DIRECTIONS FOR THIS TASK =
Wherever the word "Authenticated" occurs in the lines below, copy the whole line.

Saved data entries:
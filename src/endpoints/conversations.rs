//! Conversation endpoints.

use crate::client::Client;
use crate::error::Result;
use serde_json::Value;

pub async fn list_conversations(
    client: &mut Client,
    limit: u32,
    query: Option<&str>,
    status: Option<&str>,
    location_id: Option<&str>,
) -> Result<Value> {
    let location_id = location_id
        .map(str::to_string)
        .or_else(|| client.location_id().map(str::to_string));

    let mut params = vec![("limit", limit.to_string())];
    if let Some(query) = query {
        params.push(("query", query.to_string()));
    }
    if let Some(status) = status {
        params.push(("status", status.to_string()));
    }
    if let Some(location_id) = location_id {
        params.push(("locationId", location_id));
    }

    client.get("/conversations/search", &params).await
}

pub async fn get_conversation(client: &mut Client, conversation_id: &str) -> Result<Value> {
    client
        .get(&format!("/conversations/{conversation_id}"), &[])
        .await
}

pub async fn create_conversation(client: &mut Client, data: &Value) -> Result<Value> {
    client.post("/conversations/", Some(data), &[]).await
}

pub async fn update_conversation(
    client: &mut Client,
    conversation_id: &str,
    data: &Value,
) -> Result<Value> {
    client
        .put(&format!("/conversations/{conversation_id}"), Some(data), &[])
        .await
}

pub async fn delete_conversation(client: &mut Client, conversation_id: &str) -> Result<Value> {
    client
        .delete(&format!("/conversations/{conversation_id}"), &[])
        .await
}

pub async fn get_messages(
    client: &mut Client,
    conversation_id: &str,
    limit: u32,
) -> Result<Value> {
    let params = [("limit", limit.to_string())];
    client
        .get(&format!("/conversations/{conversation_id}/messages"), &params)
        .await
}
//! Authenticated HTTP client for the GoHighLevel API.
//!
//! All verb methods funnel through one dispatch routine that handles the
//! 401-refresh-retry cycle and error-message enrichment. A refresh replaces
//! the bearer token and the Authorization header as one step, so requests
//! issued after a refresh never observe a stale header.

use crate::error::{Error, Result};
use reqwest::header::{AUTHORIZATION, HeaderMap, HeaderValue};
use reqwest::{Method, StatusCode};
use serde_json::Value;
use std::time::Duration;

/// API host, fixed for every deployment.
pub const BASE_URL: &str = "https://services.leadconnectorhq.com";
/// Pinned API version header value.
const API_VERSION: &str = "2021-07-28";
/// HTTP request timeout.
const TIMEOUT: Duration = Duration::from_secs(30);
/// Raw-text fallback cap for error enrichment.
const ERROR_BODY_PREVIEW: usize = 200;

/// Authenticated GoHighLevel API client.
pub struct Client {
    http: reqwest::Client,
    headers: HeaderMap,
    base_url: String,
    api_key: String,
    location_id: Option<String>,
    client_id: Option<String>,
    client_secret: Option<String>,
    refresh_token: Option<String>,
}

impl std::fmt::Debug for Client {
    fn fmt(&self, f: &mut std::fmt::Formatter<'_>) -> std::fmt::Result {
        f.debug_struct("Client")
            .field("base_url", &self.base_url)
            .field("api_key", &"[REDACTED]")
            .field("location_id", &self.location_id)
            .finish()
    }
}

impl Client {
    /// Create a client with the given bearer token.
    pub fn new(api_key: impl Into<String>) -> Result<Self> {
        let api_key = api_key.into();
        let headers = build_headers(&api_key)?;
        let http = reqwest::Client::builder().timeout(TIMEOUT).build()?;

        Ok(Self {
            http,
            headers,
            base_url: BASE_URL.to_string(),
            api_key,
            location_id: None,
            client_id: None,
            client_secret: None,
            refresh_token: None,
        })
    }

    /// Attach a default location id, read by endpoint functions.
    #[must_use]
    pub fn with_location_id(mut self, location_id: impl Into<String>) -> Self {
        self.location_id = Some(location_id.into());
        self
    }

    /// Attach OAuth credentials. Automatic token renewal on 401 requires
    /// all three; partial credentials are stored but never used.
    #[must_use]
    pub fn with_oauth(
        mut self,
        client_id: Option<String>,
        client_secret: Option<String>,
        refresh_token: Option<String>,
    ) -> Self {
        self.client_id = client_id;
        self.client_secret = client_secret;
        self.refresh_token = refresh_token;
        self
    }

    /// Point the client at a different host (mock servers in tests).
    #[must_use]
    pub fn with_base_url(mut self, base_url: impl Into<String>) -> Self {
        self.base_url = base_url.into();
        self
    }

    /// Current bearer token.
    #[must_use]
    pub fn api_key(&self) -> &str {
        &self.api_key
    }

    /// Default location id, if any.
    #[must_use]
    pub fn location_id(&self) -> Option<&str> {
        self.location_id.as_deref()
    }

    /// Current refresh token, if any.
    #[must_use]
    pub fn refresh_token(&self) -> Option<&str> {
        self.refresh_token.as_deref()
    }

    /// Current Authorization header value.
    #[must_use]
    pub fn authorization_header(&self) -> Option<&str> {
        self.headers.get(AUTHORIZATION).and_then(|v| v.to_str().ok())
    }

    pub async fn get(&mut self, path: &str, params: &[(&str, String)]) -> Result<Value> {
        self.request(Method::GET, path, params, None).await
    }

    pub async fn post(
        &mut self,
        path: &str,
        body: Option<&Value>,
        params: &[(&str, String)],
    ) -> Result<Value> {
        self.request(Method::POST, path, params, body).await
    }

    pub async fn put(
        &mut self,
        path: &str,
        body: Option<&Value>,
        params: &[(&str, String)],
    ) -> Result<Value> {
        self.request(Method::PUT, path, params, body).await
    }

    pub async fn delete(&mut self, path: &str, params: &[(&str, String)]) -> Result<Value> {
        self.request(Method::DELETE, path, params, None).await
    }

    /// Dispatch a request, renewing the token on 401 when possible.
    ///
    /// A successful refresh re-issues the original request exactly once and
    /// that retry's outcome is final. A failed refresh is propagated without
    /// touching the original request again.
    async fn request(
        &mut self,
        method: Method,
        path: &str,
        params: &[(&str, String)],
        body: Option<&Value>,
    ) -> Result<Value> {
        let response = self.send(method.clone(), path, params, body).await?;
        let status = response.status();

        if status.is_success() {
            return decode_body(response).await;
        }

        if status == StatusCode::UNAUTHORIZED && self.has_oauth_credentials() {
            tracing::debug!(path, "got 401, refreshing access token");
            self.refresh_access_token().await?;

            let retry = self.send(method, path, params, body).await?;
            let retry_status = retry.status();
            if retry_status.is_success() {
                return decode_body(retry).await;
            }
            let text = retry.text().await.unwrap_or_default();
            return Err(status_error(retry_status, &text));
        }

        let text = response.text().await.unwrap_or_default();
        Err(status_error(status, &text))
    }

    async fn send(
        &self,
        method: Method,
        path: &str,
        params: &[(&str, String)],
        body: Option<&Value>,
    ) -> Result<reqwest::Response> {
        let url = format!("{}{path}", self.base_url);
        let mut request = self.http.request(method, &url).headers(self.headers.clone());
        if !params.is_empty() {
            request = request.query(params);
        }
        if let Some(body) = body {
            request = request.json(body);
        }
        Ok(request.send().await?)
    }

    fn has_oauth_credentials(&self) -> bool {
        self.client_id.is_some() && self.client_secret.is_some() && self.refresh_token.is_some()
    }

    /// Exchange the refresh token for a new access token.
    ///
    /// Uses a separate transport without the bearer/version headers so a
    /// stale Authorization header never reaches the token endpoint. Stored
    /// credentials are only mutated after the response validates; the new
    /// token and the Authorization header move together.
    pub async fn refresh_access_token(&mut self) -> Result<Value> {
        let (Some(client_id), Some(client_secret), Some(refresh_token)) = (
            self.client_id.clone(),
            self.client_secret.clone(),
            self.refresh_token.clone(),
        ) else {
            return Err(Error::Config(
                "client_id, client_secret, and refresh_token are required for token refresh".into(),
            ));
        };

        let token_client = reqwest::Client::builder().timeout(TIMEOUT).build()?;
        let response = token_client
            .post(format!("{}/oauth/token", self.base_url))
            .form(&[
                ("client_id", client_id.as_str()),
                ("client_secret", client_secret.as_str()),
                ("grant_type", "refresh_token"),
                ("refresh_token", refresh_token.as_str()),
                ("user_type", "Location"),
            ])
            .send()
            .await?;

        let status = response.status();
        if !status.is_success() {
            let text = response.text().await.unwrap_or_default();
            let mut message = format!("token endpoint returned {status}");
            if let Some(detail) = extract_error_detail(&text) {
                message.push_str(": ");
                message.push_str(&detail);
            }
            return Err(Error::Refresh(message));
        }

        let payload: Value = response
            .json()
            .await
            .map_err(|e| Error::Refresh(format!("invalid token response: {e}")))?;
        let access_token = payload
            .get("access_token")
            .and_then(Value::as_str)
            .ok_or_else(|| Error::Refresh("token response is missing access_token".into()))?
            .to_string();

        self.set_access_token(&access_token)?;
        if let Some(rotated) = payload.get("refresh_token").and_then(Value::as_str) {
            self.refresh_token = Some(rotated.to_string());
        }
        tracing::debug!("access token refreshed");

        Ok(payload)
    }

    fn set_access_token(&mut self, token: &str) -> Result<()> {
        let value = HeaderValue::from_str(&format!("Bearer {token}"))
            .map_err(|_| Error::Config("access token contains invalid header characters".into()))?;
        self.api_key = token.to_string();
        self.headers.insert(AUTHORIZATION, value);
        Ok(())
    }
}

fn build_headers(api_key: &str) -> Result<HeaderMap> {
    let mut headers = HeaderMap::new();
    let value = HeaderValue::from_str(&format!("Bearer {api_key}"))
        .map_err(|_| Error::Config("API key contains invalid header characters".into()))?;
    headers.insert(AUTHORIZATION, value);
    headers.insert("Version", HeaderValue::from_static(API_VERSION));
    Ok(headers)
}

async fn decode_body(response: reqwest::Response) -> Result<Value> {
    let text = response.text().await?;
    if text.trim().is_empty() {
        return Ok(Value::Null);
    }
    Ok(serde_json::from_str(&text)?)
}

/// Build an enriched status error from a response body.
fn status_error(status: StatusCode, body: &str) -> Error {
    let mut message = format!("HTTP {status}");
    if let Some(detail) = extract_error_detail(body) {
        message.push_str(" - ");
        message.push_str(&detail);
    }
    Error::Status { status, message }
}

/// Best-effort detail extraction from an error body. Never fails; a body
/// that resists extraction degrades to a raw-text preview or nothing.
fn extract_error_detail(body: &str) -> Option<String> {
    match serde_json::from_str::<Value>(body) {
        Ok(Value::Object(map)) => {
            for key in ["message", "error", "msg"] {
                if let Some(value) = map.get(key) {
                    return Some(render_detail(value));
                }
            }
            Some(Value::Object(map).to_string())
        }
        Ok(other) => Some(other.to_string()),
        Err(_) => {
            let preview: String = body.chars().take(ERROR_BODY_PREVIEW).collect();
            if preview.is_empty() { None } else { Some(preview) }
        }
    }
}

/// Strings render bare; anything else renders as compact JSON.
fn render_detail(value: &Value) -> String {
    value
        .as_str()
        .map_or_else(|| value.to_string(), str::to_string)
}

FINISHED TASK =
//! Authenticated HTTP client for the GoHighLevel API.
/// Authenticated GoHighLevel API client.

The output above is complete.